Because of its great size but shallow waters, San Pablo Bay frequently has difficult boating conditions. The prevailing western wind meets strong currents both at Carquinez Straits and, at the opposite end of the bay, near the Richmond Bridge, to produce large waves, with few areas of retreats for most boats.

==Ecology==
There are many undeveloped shore lands with salt marshes and mudflats. The Bay is a primary wintering stop for the canvasback duck population on the Pacific Flyway, as well as a migratory staging ground for numerous species of waterfowl. Much of the northern shore of the bay is protected as part of the San Pablo Bay National Wildlife Refuge.

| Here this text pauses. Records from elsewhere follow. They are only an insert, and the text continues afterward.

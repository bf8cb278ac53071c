use tracing_subscriber::{layer::SubscriberExt, util::SubscriberInitExt, EnvFilter};

pub fn init_logger(verbose: bool) {
    let filter = if verbose {
        EnvFilter::try_from_default_env().unwrap_or_else(|_| EnvFilter::new("sla_clock=debug,info"))
    } else {
        EnvFilter::try_from_default_env().unwrap_or_else(|_| EnvFilter::new("sla_clock=info"))
    };

    tracing_subscriber::registry()
        .with(filter)
        .with(
            tracing_subscriber::fmt::layer()
                .with_target(false)
                .with_thread_ids(false)
                .with_file(false)
                .with_line_number(false)
                .compact(),
        )
        .init();
}

pub fn init_json_logger() {
    let filter =
        EnvFilter::try_from_default_env().unwrap_or_else(|_| EnvFilter::new("sla_clock=info"));

    tracing_subscriber::registry()
        .with(filter)
        .with(
            tracing_subscriber::fmt::layer()
                .with_target(false)
                .with_thread_ids(false)
                .with_file(false)
                .with_line_number(false)
                .json(),
        )
        .init();
}
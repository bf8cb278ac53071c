use crate::utils::error::{Result, SlaError};
use crate::utils::validation::{validate_range, validate_weekday_set};
use chrono::{DateTime, Datelike, Duration, LocalResult, NaiveDate, NaiveTime, TimeZone};
use chrono_tz::Tz;

/// An organization's recurring working pattern: which weekdays are working
/// days and the daily open/close clock hours, pinned to an explicit timezone.
///
/// Immutable once constructed; the invariants (non-empty working-day set,
/// `open_hour < close_hour`) are enforced in [`BusinessCalendar::new`] so the
/// deadline loop never has to re-check them.
#[derive(Debug, Clone, PartialEq, Eq)]
pub struct BusinessCalendar {
    // Indexed by weekday identifier, Sunday=0 through Saturday=6.
    working_days: [bool; 7],
    open_hour: u32,
    close_hour: u32,
    open_time: NaiveTime,
    close_time: NaiveTime,
    timezone: Tz,
}

impl BusinessCalendar {
    pub fn new(working_days: &[u8], open_hour: u32, close_hour: u32, timezone: Tz) -> Result<Self> {
        validate_weekday_set("work_days", working_days)?;
        validate_range("business_hours_start", open_hour, 0, 23)?;
        validate_range("business_hours_end", close_hour, 0, 23)?;

        if open_hour >= close_hour {
            return Err(SlaError::InvalidConfigValueError {
                field: "business_hours_start".to_string(),
                value: open_hour.to_string(),
                reason: format!(
                    "Business day must open before it closes (close hour is {})",
                    close_hour
                ),
            });
        }

        let open_time =
            NaiveTime::from_hms_opt(open_hour, 0, 0).ok_or_else(|| SlaError::ConfigError {
                message: format!("Invalid open hour: {}", open_hour),
            })?;
        let close_time =
            NaiveTime::from_hms_opt(close_hour, 0, 0).ok_or_else(|| SlaError::ConfigError {
                message: format!("Invalid close hour: {}", close_hour),
            })?;

        let mut days = [false; 7];
        for &day in working_days {
            days[day as usize] = true;
        }

        Ok(Self {
            working_days: days,
            open_hour,
            close_hour,
            open_time,
            close_time,
            timezone,
        })
    }

    pub fn timezone(&self) -> Tz {
        self.timezone
    }

    pub fn open_hour(&self) -> u32 {
        self.open_hour
    }

    pub fn close_hour(&self) -> u32 {
        self.close_hour
    }

    /// True iff the instant's local weekday is in the working-day set.
    pub fn is_working_day(&self, instant: DateTime<Tz>) -> bool {
        self.is_working_date(instant.date_naive())
    }

    pub fn is_working_date(&self, date: NaiveDate) -> bool {
        self.working_days[date.weekday().num_days_from_sunday() as usize]
    }

    /// The instant's local date at `open_hour:00:00.000`.
    pub fn open_instant(&self, instant: DateTime<Tz>) -> DateTime<Tz> {
        self.open_on(instant.date_naive())
    }

    /// The instant's local date at `close_hour:00:00.000`.
    pub fn close_instant(&self, instant: DateTime<Tz>) -> DateTime<Tz> {
        self.resolve_local(instant.date_naive(), self.close_time)
    }

    pub fn open_on(&self, date: NaiveDate) -> DateTime<Tz> {
        self.resolve_local(date, self.open_time)
    }

    // A local time falling into a DST gap resolves to the earliest valid
    // local time at or after it; ambiguous local times take the earlier
    // offset.
    fn resolve_local(&self, date: NaiveDate, time: NaiveTime) -> DateTime<Tz> {
        let mut candidate = date.and_time(time);
        for _ in 0..6 {
            match self.timezone.from_local_datetime(&candidate) {
                LocalResult::Single(instant) => return instant,
                LocalResult::Ambiguous(earlier, _) => return earlier,
                LocalResult::None => candidate = candidate + Duration::minutes(30),
            }
        }
        // The tz database has no gap wider than three hours; interpreting the
        // wall-clock value as UTC is the non-panicking last resort.
        self.timezone.from_utc_datetime(&date.and_time(time))
    }
}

Endangered species that are found in the bay include the California brown pelican, California clapper rail, and salt marsh harvest mouse. This is a popular destination for recreation fishing, with Saltwater species including: striped bass, surfperch, sturgeon, starry flounder, leopard shark, topsmelt, and anchovy. In the 1880s there was a shrimp-fishing village, where some 500 Chinese people lived; they shipped approximately 90% of their catch to China. The location is now part of China Camp State Park.

==Popular culture==
San Pablo Bay is the setting of alternative rock band Primus's four-part song series "Fisherman's Chronicles," and is also referenced in "The Toys Go Winding Down", "Harold of the Rocks" and "Ol' Diamondback Sturgeon". It is also mentioned in The Minus 5 song "John Barleycorn Must Live." In Susan Choi's book, American Woman, which mirrors the Patty Hearst scandal of the 1970s, the Bay's waters are said to welcome main characters Jenny and Pauline home after they've traversed from the East coast.